Exams are stressful, so it's understandable that some people would want to circumvent the hard work of studying by instead cheating. For students taking the national university entrance exams in China, there's now one more little thing to worry about: drones, deployed to catch cheaters.

The drone is a hexarotor and, as reported by China's state-owned ECNS news service, it will scan for suspicious radio signals from exam-takers. While that won't stop any cheaters who use low-tech methods to get around difficult questions, it will detect any number of advanced methods that rely on the test-taker exchanging information with a second party outside the exam room. These methods include cameras hidden in glasses with transmitters hidden in water bottles, cell phones hooked up to flesh-colored wireless headphones, and pen cameras that film the exam-takers' test.

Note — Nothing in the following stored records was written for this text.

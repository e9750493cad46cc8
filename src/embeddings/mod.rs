//! Embedding Batch Requester.
//!
//! Turns the ordered list of factual titles into an ordered list of vectors,
//! one per title. Positional alignment is the contract the clustering engine
//! relies on: vector `i` belongs to article `i`. Anything that would break it
//! (a short reply, a vector of the wrong length, a provider outage) aborts
//! the batch instead of letting misaligned vectors reach the clusterer.
//!
//! # Architecture
//!
//! - [`EmbedBatch`]: the narrow capability the core depends on
//! - [`OpenAiEmbedder`]: talks to an OpenAI-compatible `/embeddings` endpoint
//! - [`RetryEmbed`]: decorator adding exponential backoff on transient failures
//! - [`Batcher`]: splits titles into provider-sized chunks
//! - [`request_embeddings`]: fans the chunks out, reassembles them in input
//!   order and validates count and dimensionality

mod batcher;
mod openai;

pub use batcher::Batcher;
pub use openai::OpenAiEmbedder;

use crate::error::DedupError;
use crate::retry::Backoff;
use futures::stream::{self, StreamExt, TryStreamExt};
use reqwest::StatusCode;
use std::fmt;
use std::time::Instant;
use thiserror::Error;
use tokio::time::sleep;
use tracing::{error, info, instrument, warn};

/// A dense embedding vector. Immutable once produced.
pub type Embedding = Vec<f32>;

/// Errors returned by an embedding provider.
#[derive(Debug, Error)]
pub enum EmbedError {
    #[error("embedding request failed: {0}")]
    Transport(#[from] reqwest::Error),

    #[error("embedding provider returned {status}: {body}")]
    Status { status: StatusCode, body: String },

    #[error("no API key configured for the embedding provider")]
    MissingApiKey,

    #[error("API key contains characters not allowed in a header")]
    InvalidApiKey,
}

impl EmbedError {
    /// Whether retrying the same request could succeed.
    ///
    /// Connection failures, timeouts, rate limiting and server errors are
    /// transient. Client errors and configuration problems are not.
    pub fn is_transient(&self) -> bool {
        match self {
            EmbedError::Transport(e) => e.is_timeout() || e.is_connect() || e.is_request(),
            EmbedError::Status { status, .. } => {
                *status == StatusCode::TOO_MANY_REQUESTS || status.is_server_error()
            }
            EmbedError::MissingApiKey | EmbedError::InvalidApiKey => false,
        }
    }
}

/// Maps an ordered batch of texts to an ordered batch of vectors.
///
/// Implementations must return exactly one vector per input text, in input
/// order. [`request_embeddings`] verifies this and refuses to proceed if the
/// provider gets it wrong.
pub trait EmbedBatch {
    async fn embed_batch(&self, texts: &[String]) -> Result<Vec<Embedding>, EmbedError>;
}

/// Wrapper that retries transient failures of any [`EmbedBatch`] with
/// exponential backoff and jitter.
pub struct RetryEmbed<T> {
    inner: T,
    backoff: Backoff,
}

impl<T: EmbedBatch> RetryEmbed<T> {
    pub fn new(inner: T, backoff: Backoff) -> Self {
        Self { inner, backoff }
    }
}

impl<T> fmt::Debug for RetryEmbed<T> {
    fn fmt(&self, f: &mut fmt::Formatter<'_>) -> fmt::Result {
        f.debug_struct("RetryEmbed")
            .field("backoff", &self.backoff)
            .finish()
    }
}

impl<T: EmbedBatch> EmbedBatch for RetryEmbed<T> {
    #[instrument(level = "info", skip_all, fields(count = texts.len()))]
    async fn embed_batch(&self, texts: &[String]) -> Result<Vec<Embedding>, EmbedError> {
        let total_t0 = Instant::now();
        let mut attempt = 0usize;

        loop {
            match self.inner.embed_batch(texts).await {
                Ok(vectors) => return Ok(vectors),
                Err(e) if !e.is_transient() => {
                    error!(error = %e, "embed_batch() failed with a permanent error");
                    return Err(e);
                }
                Err(e) => {
                    attempt += 1;
                    if !self.backoff.allows(attempt) {
                        error!(
                            attempt,
                            max = self.backoff.max_retries,
                            elapsed_ms_total = total_t0.elapsed().as_millis() as u64,
                            error = %e,
                            "embed_batch() exhausted retries"
                        );
                        return Err(e);
                    }

                    let delay = self.backoff.delay_for(attempt);
                    warn!(
                        attempt,
                        max = self.backoff.max_retries,
                        ?delay,
                        error = %e,
                        "embed_batch() attempt failed; backing off"
                    );
                    sleep(delay).await;
                }
            }
        }
    }
}

/// Embed every text, preserving input order.
///
/// Chunks are requested with at most `concurrency` calls in flight. The
/// stream is `buffered`, not `buffer_unordered`, so chunk results come back
/// in submission order regardless of which call finishes first.
///
/// # Errors
///
/// - [`DedupError::Embed`] if any chunk fails after retries
/// - [`DedupError::Alignment`] if the provider returns the wrong number of vectors
/// - [`DedupError::Dimension`] if the vectors disagree on dimensionality or
///   one is empty
#[instrument(level = "info", skip_all, fields(count = texts.len(), batch_size = batch_size, concurrency = concurrency))]
pub async fn request_embeddings<P: EmbedBatch>(
    provider: &P,
    texts: &[String],
    batch_size: usize,
    concurrency: usize,
) -> Result<Vec<Embedding>, DedupError> {
    if texts.is_empty() {
        info!("No titles to embed");
        return Ok(Vec::new());
    }

    let t0 = Instant::now();
    let chunks = Batcher::new(batch_size).split(texts);
    let chunk_count = chunks.len();

    let per_chunk: Vec<Vec<Embedding>> = stream::iter(chunks)
        .map(|chunk| async move {
            let vectors = provider.embed_batch(chunk).await?;
            if vectors.len() != chunk.len() {
                return Err(DedupError::Alignment {
                    expected: chunk.len(),
                    got: vectors.len(),
                });
            }
            Ok::<_, DedupError>(vectors)
        })
        .buffered(concurrency.max(1))
        .try_collect()
        .await?;

    let embeddings: Vec<Embedding> = per_chunk.into_iter().flatten().collect();
    if embeddings.len() != texts.len() {
        return Err(DedupError::Alignment {
            expected: texts.len(),
            got: embeddings.len(),
        });
    }
    let dim = validate_dimensions(&embeddings)?;

    info!(
        count = embeddings.len(),
        dim,
        chunks = chunk_count,
        elapsed_ms = t0.elapsed().as_millis() as u64,
        "Embeddings received"
    );
    Ok(embeddings)
}

/// Check every vector has the dimensionality of the first; returns it.
fn validate_dimensions(embeddings: &[Embedding]) -> Result<usize, DedupError> {
    let expected = embeddings.first().map(Vec::len).unwrap_or(0);
    for (index, vector) in embeddings.iter().enumerate() {
        if vector.len() != expected || vector.is_empty() {
            return Err(DedupError::Dimension {
                index,
                expected,
                got: vector.len(),
            });
        }
    }
    Ok(expected)
}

The anti-cheating drone hovers at 1600 feet above the ground, and can travel 3000 feet from where it's deployed. If it eavesdrops on a radio signal from one of these devices, the drone forwards the location to operators, who can see where that exam taker is on their mobile device. Cheaters who get caught can face legal penalties. ECNS states that the exam drone led to the arrest of 9 suspects in 2014.

http://www.popsci.com/anti-cheating-drone-will-watch-exam-takers-china

[Also Covered By]: Quartz, Daily Mail, Washington Post, and Wired UK.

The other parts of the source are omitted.